*** RECORDS TO USE ***

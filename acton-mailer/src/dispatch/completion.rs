//! Single-fire completion handles
//!
//! Every `send` produces a [`Completion`] held by the coordinator and a
//! [`Delivery`] returned to the caller. `Completion::resolve` consumes the
//! handle, so a request can only ever be resolved once. If the coordinator
//! drops a completion without resolving it, the delivery yields
//! [`DispatchError::Shutdown`].

use std::future::Future;
use std::pin::Pin;
use std::task::{Context, Poll};

use tokio::sync::oneshot;

use super::RequestId;
use crate::error::DispatchError;
use crate::message::CompiledMessage;

/// Outcome of one `send`
pub type DeliveryResult = Result<CompiledMessage, DispatchError>;

/// Coordinator side of a request's completion
#[derive(Debug)]
pub struct Completion {
    id: RequestId,
    tx: oneshot::Sender<DeliveryResult>,
}

impl Completion {
    /// Create a linked completion/delivery pair
    #[must_use]
    pub fn pair() -> (Self, Delivery) {
        let id = RequestId::new();
        let (tx, rx) = oneshot::channel();
        (
            Self { id, tx },
            Delivery {
                id,
                state: State::Pending(rx),
            },
        )
    }

    /// The request this completion belongs to
    #[must_use]
    pub const fn id(&self) -> RequestId {
        self.id
    }

    /// Resolve the request
    ///
    /// Returns `false` if the caller already dropped its [`Delivery`].
    pub fn resolve(self, result: DeliveryResult) -> bool {
        self.tx.send(result).is_ok()
    }
}

#[derive(Debug)]
enum State {
    Pending(oneshot::Receiver<DeliveryResult>),
    Ready(Option<DeliveryResult>),
}

/// Caller side of a request's completion
///
/// Resolves with the compiled message once the relay queued it, or with the
/// reason the request failed.
#[derive(Debug)]
#[must_use = "a delivery does nothing unless awaited"]
pub struct Delivery {
    id: RequestId,
    state: State,
}

impl Delivery {
    /// A delivery that is already resolved with `error`
    pub(crate) fn rejected(error: DispatchError) -> Self {
        Self {
            id: RequestId::new(),
            state: State::Ready(Some(Err(error))),
        }
    }

    /// The request id, as logged by the dispatcher
    #[must_use]
    pub const fn id(&self) -> RequestId {
        self.id
    }
}

impl Future for Delivery {
    type Output = DeliveryResult;

    fn poll(mut self: Pin<&mut Self>, cx: &mut Context<'_>) -> Poll<Self::Output> {
        match &mut self.state {
            State::Pending(rx) => Pin::new(rx)
                .poll(cx)
                .map(|received| received.unwrap_or(Err(DispatchError::Shutdown))),
            State::Ready(result) => {
                Poll::Ready(result.take().unwrap_or(Err(DispatchError::Shutdown)))
            }
        }
    }
}

#[cfg(test)]
mod tests {
    use super::*;
    use crate::error::BuildError;

    #[tokio::test]
    async fn test_resolve_reaches_delivery() {
        let (completion, delivery) = Completion::pair();
        assert_eq!(completion.id(), delivery.id());

        assert!(completion.resolve(Err(DispatchError::NotQueued)));
        assert!(matches!(delivery.await, Err(DispatchError::NotQueued)));
    }

    #[tokio::test]
    async fn test_dropped_completion_is_shutdown() {
        let (completion, delivery) = Completion::pair();
        drop(completion);

        assert!(matches!(delivery.await, Err(DispatchError::Shutdown)));
    }

    #[tokio::test]
    async fn test_rejected_delivery_is_immediate() {
        let delivery = Delivery::rejected(DispatchError::NotReady);
        assert!(matches!(delivery.await, Err(DispatchError::NotReady)));
    }

    #[test]
    fn test_resolve_after_caller_left() {
        let (completion, delivery) = Completion::pair();
        drop(delivery);

        assert!(!completion.resolve(Err(DispatchError::BuildFailed(BuildError::NoSender))));
    }
}
//! Outgoing mail payload with fluent API
//!
//! [`OutgoingMail`] is what a caller hands to [`Mailer::send`](crate::Mailer::send):
//! addressing, body, attachments and the security directive the builder must apply.

use serde::{Deserialize, Serialize};

use crate::error::BuildError;

/// A file attached to an outgoing mail
#[derive(Debug, Clone, PartialEq, Eq, Serialize, Deserialize)]
pub struct Attachment {
    /// File name shown to the recipient
    pub filename: String,

    /// Raw attachment bytes
    pub content: Vec<u8>,

    /// MIME type, e.g. `application/pdf`
    pub mime_type: String,
}

impl Attachment {
    /// Create a new attachment
    #[must_use]
    pub fn new(filename: &str, content: Vec<u8>, mime_type: &str) -> Self {
        Self {
            filename: filename.to_string(),
            content,
            mime_type: mime_type.to_string(),
        }
    }
}

/// An email message before it is compiled
///
/// ```rust
/// use acton_mailer::message::Email;
///
/// let email = Email::new()
///     .to("the.dude@lebowski.com")
///     .from("walter@sobchak.com")
///     .subject("League game")
///     .text("Saturday, 8pm.");
/// ```
#[derive(Debug, Clone, Default, PartialEq, Eq, Serialize, Deserialize)]
#[serde(default)]
pub struct Email {
    /// Email sender (From)
    pub from: Option<String>,

    /// Email recipients (To)
    pub to: Vec<String>,

    /// CC recipients
    pub cc: Vec<String>,

    /// BCC recipients
    pub bcc: Vec<String>,

    /// Email subject
    pub subject: Option<String>,

    /// Plain text body, or the armored ciphertext of a pre-encrypted mail
    pub text: Option<String>,

    /// Custom headers
    pub headers: Vec<(String, String)>,

    /// File attachments
    pub attachments: Vec<Attachment>,
}

impl Email {
    /// Create a new empty email
    #[must_use]
    pub fn new() -> Self {
        Self::default()
    }

    /// Add a recipient (To)
    #[must_use]
    pub fn to(mut self, address: &str) -> Self {
        self.to.push(address.to_string());
        self
    }

    /// Add multiple recipients (To)
    #[must_use]
    pub fn to_multiple(mut self, addresses: &[&str]) -> Self {
        for address in addresses {
            self.to.push((*address).to_string());
        }
        self
    }

    /// Set the sender (From)
    #[must_use]
    pub fn from(mut self, address: &str) -> Self {
        self.from = Some(address.to_string());
        self
    }

    /// Add a CC recipient
    #[must_use]
    pub fn cc(mut self, address: &str) -> Self {
        self.cc.push(address.to_string());
        self
    }

    /// Add a BCC recipient
    #[must_use]
    pub fn bcc(mut self, address: &str) -> Self {
        self.bcc.push(address.to_string());
        self
    }

    /// Set the email subject
    #[must_use]
    pub fn subject(mut self, subject: &str) -> Self {
        self.subject = Some(subject.to_string());
        self
    }

    /// Set the plain text body
    #[must_use]
    pub fn text(mut self, body: &str) -> Self {
        self.text = Some(body.to_string());
        self
    }

    /// Add a custom header
    #[must_use]
    pub fn header(mut self, name: &str, value: &str) -> Self {
        self.headers.push((name.to_string(), value.to_string()));
        self
    }

    /// Add an attachment
    #[must_use]
    pub fn attach(mut self, attachment: Attachment) -> Self {
        self.attachments.push(attachment);
        self
    }

    /// All envelope recipients (To, CC and BCC) in that order
    pub fn recipients(&self) -> impl Iterator<Item = &str> {
        self.to
            .iter()
            .chain(&self.cc)
            .chain(&self.bcc)
            .map(String::as_str)
    }

    /// Validate the email
    ///
    /// # Errors
    ///
    /// Returns [`BuildError::NoRecipients`] when To, CC and BCC are all empty and
    /// [`BuildError::NoSender`] when no From address is set.
    pub fn validate(&self) -> Result<(), BuildError> {
        if self.recipients().next().is_none() {
            return Err(BuildError::NoRecipients);
        }

        if self.from.is_none() {
            return Err(BuildError::NoSender);
        }

        Ok(())
    }
}

/// Security directive applied by the message builder
#[derive(Debug, Clone, Default, PartialEq, Eq, Serialize, Deserialize)]
#[serde(rename_all = "snake_case", tag = "mode")]
pub enum Security {
    /// Sign the cleartext body with the signing identity
    #[default]
    Signed,

    /// Encrypt the body for the given recipients' public keys
    Encrypted {
        /// ASCII-armored public keys of the recipients
        public_keys: Vec<String>,

        /// The body is already ciphertext and only needs wrapping
        #[serde(default)]
        already_encrypted: bool,
    },
}

impl Security {
    /// Whether building under this directive needs an established signing identity
    #[must_use]
    pub const fn requires_signing(&self) -> bool {
        match self {
            Self::Signed => true,
            Self::Encrypted {
                already_encrypted, ..
            } => !*already_encrypted,
        }
    }
}

/// A send request payload: the mail plus its security directive
#[derive(Debug, Clone, Default, PartialEq, Eq, Serialize, Deserialize)]
pub struct OutgoingMail {
    /// The mail to compile
    pub mail: Email,

    /// How the body is protected
    #[serde(default)]
    pub security: Security,
}

impl OutgoingMail {
    /// A mail that will be signed and sent in the clear
    #[must_use]
    pub fn signed(mail: Email) -> Self {
        Self {
            mail,
            security: Security::Signed,
        }
    }

    /// A mail that will be encrypted for `public_keys`
    #[must_use]
    pub fn encrypted(mail: Email, public_keys: Vec<String>) -> Self {
        Self {
            mail,
            security: Security::Encrypted {
                public_keys,
                already_encrypted: false,
            },
        }
    }

    /// A mail whose body already holds ciphertext
    #[must_use]
    pub fn pre_encrypted(mail: Email) -> Self {
        Self {
            mail,
            security: Security::Encrypted {
                public_keys: Vec::new(),
                already_encrypted: true,
            },
        }
    }
}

*** End of RECORDS TO USE ***

WORK TASK: If a line in the records above holds the string "true", copy it.

PROBLEM SOLUTION:
            Self::Signed => true,
                already_encrypted: true,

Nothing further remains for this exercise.